BEGIN

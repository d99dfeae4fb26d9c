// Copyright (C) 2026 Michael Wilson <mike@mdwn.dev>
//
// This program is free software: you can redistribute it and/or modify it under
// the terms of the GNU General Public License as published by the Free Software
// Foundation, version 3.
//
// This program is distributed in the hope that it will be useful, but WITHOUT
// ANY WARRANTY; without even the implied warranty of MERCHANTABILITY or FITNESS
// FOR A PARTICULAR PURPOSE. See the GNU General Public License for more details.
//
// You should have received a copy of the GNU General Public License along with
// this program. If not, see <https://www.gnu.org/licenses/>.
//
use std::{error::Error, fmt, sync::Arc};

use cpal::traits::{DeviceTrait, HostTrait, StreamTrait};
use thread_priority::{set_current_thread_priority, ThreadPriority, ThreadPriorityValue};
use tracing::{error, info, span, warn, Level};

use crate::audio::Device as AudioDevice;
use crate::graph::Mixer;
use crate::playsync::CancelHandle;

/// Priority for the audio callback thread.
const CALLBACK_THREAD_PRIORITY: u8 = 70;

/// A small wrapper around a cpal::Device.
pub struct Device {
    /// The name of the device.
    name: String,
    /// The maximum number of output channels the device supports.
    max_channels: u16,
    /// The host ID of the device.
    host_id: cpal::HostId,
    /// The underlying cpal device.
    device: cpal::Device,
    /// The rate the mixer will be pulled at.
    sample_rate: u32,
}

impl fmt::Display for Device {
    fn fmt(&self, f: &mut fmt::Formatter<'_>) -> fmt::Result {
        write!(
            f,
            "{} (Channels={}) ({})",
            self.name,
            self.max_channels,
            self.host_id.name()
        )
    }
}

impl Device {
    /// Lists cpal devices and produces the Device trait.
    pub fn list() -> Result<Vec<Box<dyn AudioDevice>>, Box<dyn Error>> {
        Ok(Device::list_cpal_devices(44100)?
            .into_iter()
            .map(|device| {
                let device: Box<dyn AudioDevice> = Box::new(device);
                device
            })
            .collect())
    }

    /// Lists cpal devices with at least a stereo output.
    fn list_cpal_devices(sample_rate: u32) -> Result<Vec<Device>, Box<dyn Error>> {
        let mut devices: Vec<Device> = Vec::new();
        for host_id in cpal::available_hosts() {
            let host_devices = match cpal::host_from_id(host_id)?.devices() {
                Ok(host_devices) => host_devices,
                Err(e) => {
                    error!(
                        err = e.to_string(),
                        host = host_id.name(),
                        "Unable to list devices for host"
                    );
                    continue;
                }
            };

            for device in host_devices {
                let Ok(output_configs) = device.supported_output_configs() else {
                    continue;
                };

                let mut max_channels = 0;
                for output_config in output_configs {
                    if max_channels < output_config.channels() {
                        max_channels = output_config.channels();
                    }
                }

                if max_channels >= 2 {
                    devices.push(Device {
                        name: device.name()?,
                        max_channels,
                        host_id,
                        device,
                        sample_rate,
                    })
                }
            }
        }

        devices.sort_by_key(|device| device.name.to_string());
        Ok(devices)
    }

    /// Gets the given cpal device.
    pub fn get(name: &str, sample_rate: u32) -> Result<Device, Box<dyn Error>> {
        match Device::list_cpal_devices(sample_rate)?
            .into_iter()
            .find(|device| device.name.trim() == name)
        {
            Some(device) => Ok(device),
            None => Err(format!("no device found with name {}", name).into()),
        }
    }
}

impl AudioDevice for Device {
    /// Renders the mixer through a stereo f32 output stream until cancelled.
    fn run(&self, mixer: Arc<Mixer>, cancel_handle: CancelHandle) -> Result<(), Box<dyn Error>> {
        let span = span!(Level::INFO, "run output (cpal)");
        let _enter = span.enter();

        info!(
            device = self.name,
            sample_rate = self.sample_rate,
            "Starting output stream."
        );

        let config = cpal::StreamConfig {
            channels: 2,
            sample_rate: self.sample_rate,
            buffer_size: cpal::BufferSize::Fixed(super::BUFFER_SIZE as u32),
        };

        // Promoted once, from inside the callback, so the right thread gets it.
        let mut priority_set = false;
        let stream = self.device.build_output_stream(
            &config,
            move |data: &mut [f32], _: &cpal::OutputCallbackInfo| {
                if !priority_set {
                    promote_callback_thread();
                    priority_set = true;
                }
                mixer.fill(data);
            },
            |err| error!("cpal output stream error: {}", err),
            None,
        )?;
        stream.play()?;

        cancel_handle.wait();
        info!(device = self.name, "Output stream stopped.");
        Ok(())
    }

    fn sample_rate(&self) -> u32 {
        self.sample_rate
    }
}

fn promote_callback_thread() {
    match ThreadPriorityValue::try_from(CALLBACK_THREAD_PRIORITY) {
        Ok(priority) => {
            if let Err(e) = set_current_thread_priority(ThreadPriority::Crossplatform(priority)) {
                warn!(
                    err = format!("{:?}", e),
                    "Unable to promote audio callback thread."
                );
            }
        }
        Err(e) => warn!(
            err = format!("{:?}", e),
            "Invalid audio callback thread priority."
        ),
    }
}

END
BEGIN

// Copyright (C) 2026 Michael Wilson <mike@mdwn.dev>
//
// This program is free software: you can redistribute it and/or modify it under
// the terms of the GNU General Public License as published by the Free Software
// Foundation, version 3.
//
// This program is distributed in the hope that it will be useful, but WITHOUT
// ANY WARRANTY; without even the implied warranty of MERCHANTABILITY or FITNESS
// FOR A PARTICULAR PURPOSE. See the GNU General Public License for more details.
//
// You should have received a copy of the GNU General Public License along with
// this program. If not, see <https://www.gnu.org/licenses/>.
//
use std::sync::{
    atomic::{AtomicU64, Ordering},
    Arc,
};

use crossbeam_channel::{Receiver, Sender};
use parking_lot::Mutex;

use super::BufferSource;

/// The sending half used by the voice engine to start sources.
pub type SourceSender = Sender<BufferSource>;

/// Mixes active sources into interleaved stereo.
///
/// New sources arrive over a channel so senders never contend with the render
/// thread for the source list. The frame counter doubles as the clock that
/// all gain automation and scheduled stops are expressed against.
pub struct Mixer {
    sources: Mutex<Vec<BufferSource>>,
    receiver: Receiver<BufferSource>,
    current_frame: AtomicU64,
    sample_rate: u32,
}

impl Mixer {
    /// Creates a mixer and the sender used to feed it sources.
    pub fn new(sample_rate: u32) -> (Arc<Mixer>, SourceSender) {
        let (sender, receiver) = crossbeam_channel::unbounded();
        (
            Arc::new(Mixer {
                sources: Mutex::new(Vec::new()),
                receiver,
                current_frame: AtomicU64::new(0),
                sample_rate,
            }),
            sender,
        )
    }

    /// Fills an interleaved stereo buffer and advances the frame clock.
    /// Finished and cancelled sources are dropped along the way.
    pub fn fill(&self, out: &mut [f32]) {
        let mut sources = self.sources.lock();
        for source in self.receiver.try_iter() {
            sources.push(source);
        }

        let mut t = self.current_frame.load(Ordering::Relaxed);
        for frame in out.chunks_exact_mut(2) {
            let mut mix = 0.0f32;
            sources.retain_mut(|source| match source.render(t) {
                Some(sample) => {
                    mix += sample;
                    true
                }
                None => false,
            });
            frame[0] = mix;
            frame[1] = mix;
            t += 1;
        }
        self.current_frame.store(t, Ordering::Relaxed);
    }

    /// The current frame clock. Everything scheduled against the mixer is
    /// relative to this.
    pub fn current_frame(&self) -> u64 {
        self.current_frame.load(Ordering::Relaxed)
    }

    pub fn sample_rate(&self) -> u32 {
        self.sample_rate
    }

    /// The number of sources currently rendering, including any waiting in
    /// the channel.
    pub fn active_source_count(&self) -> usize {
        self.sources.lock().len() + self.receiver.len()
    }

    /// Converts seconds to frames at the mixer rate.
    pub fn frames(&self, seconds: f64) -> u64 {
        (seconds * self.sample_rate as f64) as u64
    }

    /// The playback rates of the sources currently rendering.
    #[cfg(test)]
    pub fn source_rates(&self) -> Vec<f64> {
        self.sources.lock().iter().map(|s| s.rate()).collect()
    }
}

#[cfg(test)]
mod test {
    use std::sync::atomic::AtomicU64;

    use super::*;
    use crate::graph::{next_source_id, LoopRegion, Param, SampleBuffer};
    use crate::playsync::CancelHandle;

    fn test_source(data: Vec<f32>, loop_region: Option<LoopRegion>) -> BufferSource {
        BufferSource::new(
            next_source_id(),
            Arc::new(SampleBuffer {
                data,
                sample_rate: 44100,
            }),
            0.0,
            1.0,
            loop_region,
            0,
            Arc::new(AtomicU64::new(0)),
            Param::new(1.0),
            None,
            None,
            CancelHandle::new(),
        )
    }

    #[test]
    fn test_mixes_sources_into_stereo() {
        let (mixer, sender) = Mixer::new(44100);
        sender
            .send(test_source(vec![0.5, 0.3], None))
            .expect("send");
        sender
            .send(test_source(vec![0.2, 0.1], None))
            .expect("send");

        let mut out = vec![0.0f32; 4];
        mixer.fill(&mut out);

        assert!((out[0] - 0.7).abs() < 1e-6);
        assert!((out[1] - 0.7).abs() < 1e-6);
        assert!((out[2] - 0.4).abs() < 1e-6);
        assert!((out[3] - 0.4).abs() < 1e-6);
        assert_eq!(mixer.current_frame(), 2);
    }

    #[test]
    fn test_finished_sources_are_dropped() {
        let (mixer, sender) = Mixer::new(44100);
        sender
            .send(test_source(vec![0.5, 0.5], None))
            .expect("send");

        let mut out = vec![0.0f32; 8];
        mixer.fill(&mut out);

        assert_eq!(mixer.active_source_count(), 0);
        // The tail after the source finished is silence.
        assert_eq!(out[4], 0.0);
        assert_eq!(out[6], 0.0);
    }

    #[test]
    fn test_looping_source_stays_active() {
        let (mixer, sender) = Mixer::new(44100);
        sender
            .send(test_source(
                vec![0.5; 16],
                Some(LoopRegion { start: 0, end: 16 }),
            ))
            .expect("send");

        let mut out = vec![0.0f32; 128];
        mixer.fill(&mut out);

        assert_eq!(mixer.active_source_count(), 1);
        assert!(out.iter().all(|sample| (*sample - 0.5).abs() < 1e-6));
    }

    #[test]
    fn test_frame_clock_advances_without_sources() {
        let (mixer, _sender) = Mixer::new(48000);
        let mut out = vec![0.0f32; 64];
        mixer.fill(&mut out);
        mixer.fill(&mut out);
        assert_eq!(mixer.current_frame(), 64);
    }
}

END
BEGIN

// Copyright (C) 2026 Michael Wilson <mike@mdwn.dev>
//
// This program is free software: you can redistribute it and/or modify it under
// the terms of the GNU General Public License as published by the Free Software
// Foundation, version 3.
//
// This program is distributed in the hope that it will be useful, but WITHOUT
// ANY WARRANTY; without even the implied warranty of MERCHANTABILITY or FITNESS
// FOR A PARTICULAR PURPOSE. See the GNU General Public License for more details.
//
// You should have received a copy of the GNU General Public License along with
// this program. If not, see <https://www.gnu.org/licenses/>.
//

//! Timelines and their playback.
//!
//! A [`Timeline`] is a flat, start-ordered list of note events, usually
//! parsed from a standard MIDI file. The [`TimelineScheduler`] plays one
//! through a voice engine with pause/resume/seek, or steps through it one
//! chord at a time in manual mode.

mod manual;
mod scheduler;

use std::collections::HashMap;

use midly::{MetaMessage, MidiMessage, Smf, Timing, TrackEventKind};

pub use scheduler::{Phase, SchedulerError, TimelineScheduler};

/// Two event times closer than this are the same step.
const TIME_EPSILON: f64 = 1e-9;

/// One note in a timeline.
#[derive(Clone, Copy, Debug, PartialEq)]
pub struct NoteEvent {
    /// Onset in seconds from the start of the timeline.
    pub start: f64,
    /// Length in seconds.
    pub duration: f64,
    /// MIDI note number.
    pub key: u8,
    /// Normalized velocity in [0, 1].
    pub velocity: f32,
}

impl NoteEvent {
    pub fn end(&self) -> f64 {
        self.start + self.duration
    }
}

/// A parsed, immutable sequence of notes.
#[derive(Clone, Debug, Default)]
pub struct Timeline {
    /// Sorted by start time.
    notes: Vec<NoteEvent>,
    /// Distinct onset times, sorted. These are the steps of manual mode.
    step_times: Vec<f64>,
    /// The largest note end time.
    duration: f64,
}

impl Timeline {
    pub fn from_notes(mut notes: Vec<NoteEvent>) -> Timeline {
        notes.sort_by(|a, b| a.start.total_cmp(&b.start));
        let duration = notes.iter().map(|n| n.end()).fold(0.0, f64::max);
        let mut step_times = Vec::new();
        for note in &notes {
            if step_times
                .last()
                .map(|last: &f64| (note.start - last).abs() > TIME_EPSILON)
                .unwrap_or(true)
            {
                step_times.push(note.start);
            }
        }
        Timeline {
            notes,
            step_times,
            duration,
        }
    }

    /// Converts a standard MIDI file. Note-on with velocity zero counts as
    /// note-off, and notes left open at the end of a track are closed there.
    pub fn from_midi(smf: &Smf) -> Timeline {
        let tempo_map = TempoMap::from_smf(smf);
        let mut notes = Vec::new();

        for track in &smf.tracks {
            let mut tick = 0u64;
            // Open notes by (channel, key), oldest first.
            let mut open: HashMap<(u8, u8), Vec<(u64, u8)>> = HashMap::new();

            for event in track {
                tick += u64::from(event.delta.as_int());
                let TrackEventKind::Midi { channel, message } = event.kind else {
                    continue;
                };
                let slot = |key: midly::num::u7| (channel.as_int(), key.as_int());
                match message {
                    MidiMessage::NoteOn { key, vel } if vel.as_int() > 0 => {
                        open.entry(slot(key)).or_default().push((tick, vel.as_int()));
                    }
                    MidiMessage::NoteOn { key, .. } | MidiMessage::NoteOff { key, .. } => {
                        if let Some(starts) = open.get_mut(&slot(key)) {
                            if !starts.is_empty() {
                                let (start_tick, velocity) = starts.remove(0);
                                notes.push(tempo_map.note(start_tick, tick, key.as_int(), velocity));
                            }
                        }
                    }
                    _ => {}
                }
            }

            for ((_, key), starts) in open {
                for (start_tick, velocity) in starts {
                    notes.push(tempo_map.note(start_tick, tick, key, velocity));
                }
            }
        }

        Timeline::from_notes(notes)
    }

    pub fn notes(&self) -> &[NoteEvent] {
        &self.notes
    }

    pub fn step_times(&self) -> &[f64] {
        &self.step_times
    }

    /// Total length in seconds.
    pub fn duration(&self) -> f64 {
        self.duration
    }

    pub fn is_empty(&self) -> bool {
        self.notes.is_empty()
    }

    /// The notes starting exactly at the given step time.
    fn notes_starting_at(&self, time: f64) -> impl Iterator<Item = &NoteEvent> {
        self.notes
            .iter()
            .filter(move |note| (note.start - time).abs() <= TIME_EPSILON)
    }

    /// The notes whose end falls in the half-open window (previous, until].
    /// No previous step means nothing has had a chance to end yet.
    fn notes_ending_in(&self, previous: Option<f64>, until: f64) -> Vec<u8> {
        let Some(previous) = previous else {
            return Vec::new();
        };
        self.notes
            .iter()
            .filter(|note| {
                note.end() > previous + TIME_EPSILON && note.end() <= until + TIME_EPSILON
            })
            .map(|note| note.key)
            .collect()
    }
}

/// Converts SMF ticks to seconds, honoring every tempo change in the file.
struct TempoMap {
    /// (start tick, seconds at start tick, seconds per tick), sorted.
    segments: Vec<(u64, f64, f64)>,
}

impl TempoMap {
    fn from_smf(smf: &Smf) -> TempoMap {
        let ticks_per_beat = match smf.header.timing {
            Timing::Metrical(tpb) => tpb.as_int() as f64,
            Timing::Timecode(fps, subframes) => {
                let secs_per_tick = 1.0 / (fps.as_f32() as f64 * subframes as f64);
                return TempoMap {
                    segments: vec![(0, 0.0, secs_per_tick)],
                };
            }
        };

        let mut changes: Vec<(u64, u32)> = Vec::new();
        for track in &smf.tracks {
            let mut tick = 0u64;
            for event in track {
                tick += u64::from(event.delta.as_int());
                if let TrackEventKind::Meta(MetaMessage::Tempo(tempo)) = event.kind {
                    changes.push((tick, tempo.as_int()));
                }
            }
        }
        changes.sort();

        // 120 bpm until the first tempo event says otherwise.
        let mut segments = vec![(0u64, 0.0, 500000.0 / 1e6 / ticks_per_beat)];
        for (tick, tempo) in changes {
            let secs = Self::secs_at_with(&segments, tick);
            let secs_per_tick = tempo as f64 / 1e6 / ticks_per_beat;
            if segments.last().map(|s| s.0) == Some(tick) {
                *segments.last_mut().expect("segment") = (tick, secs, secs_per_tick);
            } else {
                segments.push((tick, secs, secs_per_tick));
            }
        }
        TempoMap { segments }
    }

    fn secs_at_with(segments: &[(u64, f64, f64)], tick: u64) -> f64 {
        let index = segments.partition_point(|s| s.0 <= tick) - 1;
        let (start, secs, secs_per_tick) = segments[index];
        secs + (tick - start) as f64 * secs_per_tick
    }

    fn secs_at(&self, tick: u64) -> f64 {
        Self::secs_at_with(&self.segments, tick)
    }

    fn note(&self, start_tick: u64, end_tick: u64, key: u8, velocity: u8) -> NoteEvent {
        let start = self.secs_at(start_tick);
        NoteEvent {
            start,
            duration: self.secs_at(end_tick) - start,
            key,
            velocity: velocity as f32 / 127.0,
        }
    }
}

END

-- Problem details --
Write down exactly the span of lines above from the one containing "frame[0] = mix;" to the one containing "pub fn active_source_count(&self)", both ends included.

-- Your response --
            frame[0] = mix;
            frame[1] = mix;
            t += 1;
        }
        self.current_frame.store(t, Ordering::Relaxed);
    }

    /// The current frame clock. Everything scheduled against the mixer is
    /// relative to this.
    pub fn current_frame(&self) -> u64 {
        self.current_frame.load(Ordering::Relaxed)
    }

    pub fn sample_rate(&self) -> u32 {
        self.sample_rate
    }

    /// The number of sources currently rendering, including any waiting in
    /// the channel.
    pub fn active_source_count(&self) -> usize {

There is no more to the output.